The second part of the two-day Marine Corps Air Station Beaufort Air Show continued Sunday despite a crash that killed a Blue Angels Navy squadron pilot Saturday afternoon near Shanklin and Pine Grove roads, about 3 miles from the air station.

Lt. Cmdr. Kevin Davis, 32, of Pittsfield, Mass., was killed in the crash at about 4 p.m. Saturday during "Delta formation," a final maneuver during the air show, according to a Sunday release from the Navy.

The cause of the crash is still under investigation, according to the release.

A mile perimeter around the intersection of Shanklin and Pine Grove roads was established by police and bars public access until about 9 p.m. today, according to authorities.

Eight people were transported to Beaufort Memorial Hospital for injuries related to the crash, and the injuries do not appear to be life-threatening, authorities said Sunday.

An air station public affairs officer, Gunnery Sgt. Shannon Arledge, estimated a crowd of 30,000 during Sunday's air show, which included several other aviation acts but not the Blue Angels, who were scheduled to return to their home base of Pensacola, Fla., Sunday.

Arledge said the event drew about 90,000 people Saturday.

The Geico Skytypers squadron opened Sunday's air show with the "missing man formation," an aerial salute to pay tribute to fallen pilots.

The formation involved the six Skytyper pilots flying toward the air show crowd in a V-shape.

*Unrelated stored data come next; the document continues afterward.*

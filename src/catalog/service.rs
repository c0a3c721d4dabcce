//! Catalog operations.

use std::collections::BTreeMap;
use std::sync::atomic::{AtomicU64, Ordering};
use std::sync::Arc;
use std::time::Duration;

use tokio::sync::RwLock;

use crate::catalog::types::{CatalogError, Item, NewItem, Quote};
use crate::trace::{Outcome, Traced, Tracer};

const MAX_NAME_LEN: usize = 64;

type PriceFn = fn((u64, u32)) -> Result<u64, CatalogError>;

/// Shared, cloneable handle to the catalog.
#[derive(Clone)]
pub struct Catalog {
    items: Arc<RwLock<BTreeMap<u64, Item>>>,
    next_id: Arc<AtomicU64>,
    tracer: Tracer,
    total_price: Arc<Traced<PriceFn>>,
    latency: Duration,
}

impl Catalog {
    pub fn new(tracer: Tracer) -> Self {
        let total_price = tracer.wrap("Catalog::total_price", total_price as PriceFn);
        Self {
            items: Arc::new(RwLock::new(BTreeMap::new())),
            next_id: Arc::new(AtomicU64::new(1)),
            tracer,
            total_price: Arc::new(total_price),
            latency: Duration::ZERO,
        }
    }

    /// Simulated storage latency applied to every read and write.
    pub fn with_latency(mut self, latency: Duration) -> Self {
        self.latency = latency;
        self
    }

    pub async fn get(&self, id: u64) -> Result<Item, CatalogError> {
        let this = self.clone();
        self.tracer
            .trace("Catalog::get", (id,), move |(id,)| {
                Outcome::deferred(async move {
                    this.pause().await;
                    let found = this.items.read().await.get(&id).cloned();
                    found.ok_or(CatalogError::NotFound(id))
                })
            })
            .await
    }

    pub async fn list(&self, limit: Option<usize>) -> Result<Vec<Item>, CatalogError> {
        let this = self.clone();
        self.tracer
            .trace("Catalog::list", (limit,), move |(limit,)| {
                Outcome::deferred(async move {
                    this.pause().await;
                    let items = this.items.read().await;
                    let listed: Vec<Item> = items
                        .values()
                        .take(limit.unwrap_or(usize::MAX))
                        .cloned()
                        .collect();
                    Ok::<_, CatalogError>(listed)
                })
            })
            .await
    }

    pub async fn create(&self, new: NewItem) -> Result<Item, CatalogError> {
        self.validate(&new)?;

        let this = self.clone();
        self.tracer
            .trace("Catalog::create", (new,), move |(new,)| {
                Outcome::deferred(async move {
                    this.pause().await;
                    let id = this.next_id.fetch_add(1, Ordering::Relaxed);
                    let item = Item {
                        id,
                        name: new.name,
                        price_cents: new.price_cents,
                        tags: new.tags,
                    };
                    this.items.write().await.insert(id, item.clone());
                    Ok::<_, CatalogError>(item)
                })
            })
            .await
    }

    /// Check a new item before it is stored.
    pub fn validate(&self, new: &NewItem) -> Result<(), CatalogError> {
        self.tracer
            .trace_sync("Catalog::validate", (new,), |(new,)| check(new))
    }

    pub async fn quote(&self, id: u64, quantity: u32) -> Result<Quote, CatalogError> {
        let item = self.get(id).await?;
        let total_cents = self.total_price.call((item.price_cents, quantity)).await?;
        Ok(Quote {
            item_id: id,
            quantity,
            total_cents,
        })
    }

    pub async fn len(&self) -> usize {
        self.items.read().await.len()
    }

    pub async fn is_empty(&self) -> bool {
        self.len().await == 0
    }

    async fn pause(&self) {
        if !self.latency.is_zero() {
            tokio::time::sleep(self.latency).await;
        }
    }
}

fn check(new: &NewItem) -> Result<(), CatalogError> {
    let name = new.name.trim();
    if name.is_empty() {
        return Err(CatalogError::Invalid("name must not be empty".into()));
    }
    if name.len() > MAX_NAME_LEN {
        return Err(CatalogError::Invalid(format!(
            "name longer than {MAX_NAME_LEN} bytes"
        )));
    }
    if new.price_cents == 0 {
        return Err(CatalogError::Invalid("price must be positive".into()));
    }
    Ok(())
}

fn total_price((unit_cents, quantity): (u64, u32)) -> Result<u64, CatalogError> {
    unit_cents
        .checked_mul(u64::from(quantity))
        .ok_or(CatalogError::PriceOverflow(quantity))
}
//! Shared utilities for integration tests.

use std::net::SocketAddr;
use std::sync::Arc;
use std::time::Duration;

use axum::{
    body::Body,
    extract::Path,
    http::{Request, StatusCode},
    routing::{get, post},
    Json, Router,
};
use request_trace::config::TraceConfig;
use request_trace::trace::{MemorySink, Payload, TraceEvent};
use request_trace::{HttpServer, TraceModule};
use tokio::net::TcpListener;
use tokio::sync::oneshot;

/// Trace config with tracing switched on or off.
#[allow(dead_code)]
pub fn trace_config(enabled: bool) -> TraceConfig {
    TraceConfig {
        enabled,
        ..TraceConfig::default()
    }
}

/// Router with delayed and failing routes, observed into a fresh sink.
#[allow(dead_code)]
pub fn observed_app(config: &TraceConfig) -> (Router, MemorySink) {
    let sink = MemorySink::new();
    let registration = TraceModule::for_root(config, Arc::new(sink.clone()));

    let app = Router::new()
        .route(
            "/sleep/{ms}",
            get(|Path(ms): Path<u64>| async move {
                tokio::time::sleep(Duration::from_millis(ms)).await;
                format!("slept {ms}ms")
            }),
        )
        .route(
            "/fail/{ms}",
            get(|Path(ms): Path<u64>| async move {
                tokio::time::sleep(Duration::from_millis(ms)).await;
                (StatusCode::INTERNAL_SERVER_ERROR, "broken")
            }),
        )
        .route(
            "/echo/{id}",
            post(|Path(id): Path<u32>, Json(body): Json<serde_json::Value>| async move {
                Json(serde_json::json!({ "id": id, "body": body }))
            }),
        );

    (registration.install(app), sink)
}

#[allow(dead_code)]
pub fn get_request(uri: &str) -> Request<Body> {
    Request::builder().uri(uri).body(Body::empty()).unwrap()
}

/// The exit event for `subject`.
#[allow(dead_code)]
pub fn exit_for(events: &[TraceEvent], subject: &str) -> (Option<u16>, u64) {
    events
        .iter()
        .find_map(|event| match &event.payload {
            Payload::Response {
                status, elapsed_ms, ..
            } if event.subject == subject => Some((*status, *elapsed_ms)),
            _ => None,
        })
        .unwrap_or_else(|| panic!("no exit event for {subject}"))
}

/// Start the demo server on an ephemeral port.
///
/// Dropping the returned sender shuts the server down.
#[allow(dead_code)]
pub async fn start_server(server: HttpServer) -> (SocketAddr, oneshot::Sender<()>) {
    let listener = TcpListener::bind("127.0.0.1:0").await.unwrap();
    let addr = listener.local_addr().unwrap();
    let (tx, rx) = oneshot::channel::<()>();

    tokio::spawn(async move {
        let _ = server
            .run_until(listener, async move {
                let _ = rx.await;
            })
            .await;
    });

    (addr, tx)
}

Once overhead, one plane peeled away from the formation to honor Davis.

Skytyper Jan Wildbergh flies the No. 6 plane for the Skytypers and was picked to peel away from the formation

because Davis was also a pilot of a No. 6 plane, the opposing solo position.

Wildbergh said he talked to Davis on Saturday before the air show.

"You cannot let yourself be mentally devastated by an accident," Wildbergh said Sunday just after performing. "You have to get it out of your head ... And that's not being callous; if someone didn't want to fly, we would not make them."

Skytyper Rob Steo added that the Skytypers often travel across the country to perform at many of the same shows as the Blue Angels and that they are all well-acquainted with each other.

The Skytypers fly SNJ World War II-era aircraft, and most of the members are former military pilots, Steo said.

Beaufort resident Charles Erlandsen, 89, and his wife, Lillian, 85, sat in folding chairs under a tent to watch Sunday's show.

Charles Erlandsen, a Navy man who worked aboard an aircraft carrier during World War II, said he enjoyed the air show but that he felt "very sad" about Davis' death.

Jeanna Ciminello, 15, of Beaufort, was swarmed by national media reporters after making a tank top and wearing it to the air show.

The back of the tank top read, "No. 6: Once a Blue Angel, now a true angel."

"It wasn't a publicity stunt," an emotional Ciminello said. "It was a pretty big deal to me because I want to be a pilot -- I'm going to try to be a Blue Angels pilot."

Another crowd also formed Sunday afternoon around police blockades on Pine Grove Road and at the Food Lion parking lot on Laurel Bay Road.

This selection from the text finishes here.